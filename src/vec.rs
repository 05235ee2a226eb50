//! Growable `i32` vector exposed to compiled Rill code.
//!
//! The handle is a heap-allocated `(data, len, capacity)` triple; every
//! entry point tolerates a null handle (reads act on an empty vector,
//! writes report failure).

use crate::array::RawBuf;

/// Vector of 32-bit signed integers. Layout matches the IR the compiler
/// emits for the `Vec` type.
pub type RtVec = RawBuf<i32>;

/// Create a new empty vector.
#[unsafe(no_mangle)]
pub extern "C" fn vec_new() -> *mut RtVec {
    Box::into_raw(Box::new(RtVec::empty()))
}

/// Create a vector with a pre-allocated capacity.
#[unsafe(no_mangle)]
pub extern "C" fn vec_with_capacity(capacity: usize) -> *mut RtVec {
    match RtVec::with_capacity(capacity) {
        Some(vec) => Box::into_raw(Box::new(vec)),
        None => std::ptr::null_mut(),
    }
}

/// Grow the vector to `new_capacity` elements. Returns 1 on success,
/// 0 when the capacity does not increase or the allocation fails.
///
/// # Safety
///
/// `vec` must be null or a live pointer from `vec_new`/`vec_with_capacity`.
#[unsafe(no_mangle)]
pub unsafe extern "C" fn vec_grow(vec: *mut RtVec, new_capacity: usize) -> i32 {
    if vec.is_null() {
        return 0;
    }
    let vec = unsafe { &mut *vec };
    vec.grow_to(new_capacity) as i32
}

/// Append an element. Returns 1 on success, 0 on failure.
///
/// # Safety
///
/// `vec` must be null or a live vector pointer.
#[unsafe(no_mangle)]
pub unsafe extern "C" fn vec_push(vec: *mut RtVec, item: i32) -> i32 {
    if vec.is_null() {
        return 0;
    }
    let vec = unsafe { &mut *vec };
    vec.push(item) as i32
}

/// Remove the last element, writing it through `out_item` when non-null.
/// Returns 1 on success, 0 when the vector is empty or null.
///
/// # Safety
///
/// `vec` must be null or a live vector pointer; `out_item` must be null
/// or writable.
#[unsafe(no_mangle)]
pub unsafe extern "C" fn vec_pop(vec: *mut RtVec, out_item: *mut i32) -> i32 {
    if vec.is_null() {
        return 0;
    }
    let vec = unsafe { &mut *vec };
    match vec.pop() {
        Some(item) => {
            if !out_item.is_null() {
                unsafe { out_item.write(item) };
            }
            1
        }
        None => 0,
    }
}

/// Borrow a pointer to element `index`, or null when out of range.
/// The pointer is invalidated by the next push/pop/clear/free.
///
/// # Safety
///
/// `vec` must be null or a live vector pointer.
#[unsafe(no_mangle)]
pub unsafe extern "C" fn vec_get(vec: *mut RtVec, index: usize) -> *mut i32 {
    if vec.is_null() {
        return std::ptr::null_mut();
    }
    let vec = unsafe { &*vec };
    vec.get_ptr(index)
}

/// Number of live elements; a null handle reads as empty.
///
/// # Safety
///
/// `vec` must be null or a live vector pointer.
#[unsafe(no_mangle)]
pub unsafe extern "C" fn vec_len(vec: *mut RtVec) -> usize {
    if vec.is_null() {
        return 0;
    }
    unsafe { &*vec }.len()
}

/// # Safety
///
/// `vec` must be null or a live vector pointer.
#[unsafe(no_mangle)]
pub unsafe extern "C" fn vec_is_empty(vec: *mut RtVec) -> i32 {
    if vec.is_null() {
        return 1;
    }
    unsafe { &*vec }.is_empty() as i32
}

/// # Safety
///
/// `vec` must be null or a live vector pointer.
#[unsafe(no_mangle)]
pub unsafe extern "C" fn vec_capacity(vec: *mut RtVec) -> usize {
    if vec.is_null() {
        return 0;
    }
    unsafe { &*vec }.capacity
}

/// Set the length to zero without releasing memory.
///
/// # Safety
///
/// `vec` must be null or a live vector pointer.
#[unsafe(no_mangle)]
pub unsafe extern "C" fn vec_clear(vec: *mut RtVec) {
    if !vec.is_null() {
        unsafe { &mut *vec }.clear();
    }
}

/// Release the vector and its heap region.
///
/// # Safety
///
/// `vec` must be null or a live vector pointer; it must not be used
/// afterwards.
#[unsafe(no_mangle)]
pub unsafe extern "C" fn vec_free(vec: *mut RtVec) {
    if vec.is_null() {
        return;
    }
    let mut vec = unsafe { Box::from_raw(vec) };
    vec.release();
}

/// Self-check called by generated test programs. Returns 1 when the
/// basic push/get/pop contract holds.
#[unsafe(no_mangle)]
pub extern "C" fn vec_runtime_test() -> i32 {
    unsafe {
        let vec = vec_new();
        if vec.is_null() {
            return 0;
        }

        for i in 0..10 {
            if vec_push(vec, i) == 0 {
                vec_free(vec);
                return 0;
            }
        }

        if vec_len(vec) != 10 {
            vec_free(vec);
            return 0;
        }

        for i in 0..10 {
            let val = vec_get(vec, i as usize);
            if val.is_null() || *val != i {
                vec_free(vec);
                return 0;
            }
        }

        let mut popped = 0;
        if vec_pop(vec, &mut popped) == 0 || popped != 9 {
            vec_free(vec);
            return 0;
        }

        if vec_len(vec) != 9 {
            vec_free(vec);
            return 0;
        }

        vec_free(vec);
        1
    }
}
· · ·
Activity: Each record above should be set down again in its exact wording.

Answer box:
filename src/vec.rs
repository 05235ee2a226eb50
//! Growable `i32` vector exposed to compiled Rill code.
//!
//! The handle is a heap-allocated `(data, len, capacity)` triple; every
//! entry point tolerates a null handle (reads act on an empty vector,
//! writes report failure).

use crate::array::RawBuf;

/// Vector of 32-bit signed integers. Layout matches the IR the compiler
/// emits for the `Vec` type.
pub type RtVec = RawBuf<i32>;

/// Create a new empty vector.
#[unsafe(no_mangle)]
pub extern "C" fn vec_new() -> *mut RtVec {
    Box::into_raw(Box::new(RtVec::empty()))
}

/// Create a vector with a pre-allocated capacity.
#[unsafe(no_mangle)]
pub extern "C" fn vec_with_capacity(capacity: usize) -> *mut RtVec {
    match RtVec::with_capacity(capacity) {
        Some(vec) => Box::into_raw(Box::new(vec)),
        None => std::ptr::null_mut(),
    }
}

/// Grow the vector to `new_capacity` elements. Returns 1 on success,
/// 0 when the capacity does not increase or the allocation fails.
///
/// # Safety
///
/// `vec` must be null or a live pointer from `vec_new`/`vec_with_capacity`.
#[unsafe(no_mangle)]
pub unsafe extern "C" fn vec_grow(vec: *mut RtVec, new_capacity: usize) -> i32 {
    if vec.is_null() {
        return 0;
    }
    let vec = unsafe { &mut *vec };
    vec.grow_to(new_capacity) as i32
}

/// Append an element. Returns 1 on success, 0 on failure.
///
/// # Safety
///
/// `vec` must be null or a live vector pointer.
#[unsafe(no_mangle)]
pub unsafe extern "C" fn vec_push(vec: *mut RtVec, item: i32) -> i32 {
    if vec.is_null() {
        return 0;
    }
    let vec = unsafe { &mut *vec };
    vec.push(item) as i32
}

/// Remove the last element, writing it through `out_item` when non-null.
/// Returns 1 on success, 0 when the vector is empty or null.
///
/// # Safety
///
/// `vec` must be null or a live vector pointer; `out_item` must be null
/// or writable.
#[unsafe(no_mangle)]
pub unsafe extern "C" fn vec_pop(vec: *mut RtVec, out_item: *mut i32) -> i32 {
    if vec.is_null() {
        return 0;
    }
    let vec = unsafe { &mut *vec };
    match vec.pop() {
        Some(item) => {
            if !out_item.is_null() {
                unsafe { out_item.write(item) };
            }
            1
        }
        None => 0,
    }
}

/// Borrow a pointer to element `index`, or null when out of range.
/// The pointer is invalidated by the next push/pop/clear/free.
///
/// # Safety
///
/// `vec` must be null or a live vector pointer.
#[unsafe(no_mangle)]
pub unsafe extern "C" fn vec_get(vec: *mut RtVec, index: usize) -> *mut i32 {
    if vec.is_null() {
        return std::ptr::null_mut();
    }
    let vec = unsafe { &*vec };
    vec.get_ptr(index)
}

/// Number of live elements; a null handle reads as empty.
///
/// # Safety
///
/// `vec` must be null or a live vector pointer.
#[unsafe(no_mangle)]
pub unsafe extern "C" fn vec_len(vec: *mut RtVec) -> usize {
    if vec.is_null() {
        return 0;
    }
    unsafe { &*vec }.len()
}

/// # Safety
///
/// `vec` must be null or a live vector pointer.
#[unsafe(no_mangle)]
pub unsafe extern "C" fn vec_is_empty(vec: *mut RtVec) -> i32 {
    if vec.is_null() {
        return 1;
    }
    unsafe { &*vec }.is_empty() as i32
}

/// # Safety
///
/// `vec` must be null or a live vector pointer.
#[unsafe(no_mangle)]
pub unsafe extern "C" fn vec_capacity(vec: *mut RtVec) -> usize {
    if vec.is_null() {
        return 0;
    }
    unsafe { &*vec }.capacity
}

/// Set the length to zero without releasing memory.
///
/// # Safety
///
/// `vec` must be null or a live vector pointer.
#[unsafe(no_mangle)]
pub unsafe extern "C" fn vec_clear(vec: *mut RtVec) {
    if !vec.is_null() {
        unsafe { &mut *vec }.clear();
    }
}

/// Release the vector and its heap region.
///
/// # Safety
///
/// `vec` must be null or a live vector pointer; it must not be used
/// afterwards.
#[unsafe(no_mangle)]
pub unsafe extern "C" fn vec_free(vec: *mut RtVec) {
    if vec.is_null() {
        return;
    }
    let mut vec = unsafe { Box::from_raw(vec) };
    vec.release();
}

/// Self-check called by generated test programs. Returns 1 when the
/// basic push/get/pop contract holds.
#[unsafe(no_mangle)]
pub extern "C" fn vec_runtime_test() -> i32 {
    unsafe {
        let vec = vec_new();
        if vec.is_null() {
            return 0;
        }

        for i in 0..10 {
            if vec_push(vec, i) == 0 {
                vec_free(vec);
                return 0;
            }
        }

        if vec_len(vec) != 10 {
            vec_free(vec);
            return 0;
        }

        for i in 0..10 {
            let val = vec_get(vec, i as usize);
            if val.is_null() || *val != i {
                vec_free(vec);
                return 0;
            }
        }

        let mut popped = 0;
        if vec_pop(vec, &mut popped) == 0 || popped != 9 {
            vec_free(vec);
            return 0;
        }

        if vec_len(vec) != 9 {
            vec_free(vec);
            return 0;
        }

        vec_free(vec);
        1
    }
}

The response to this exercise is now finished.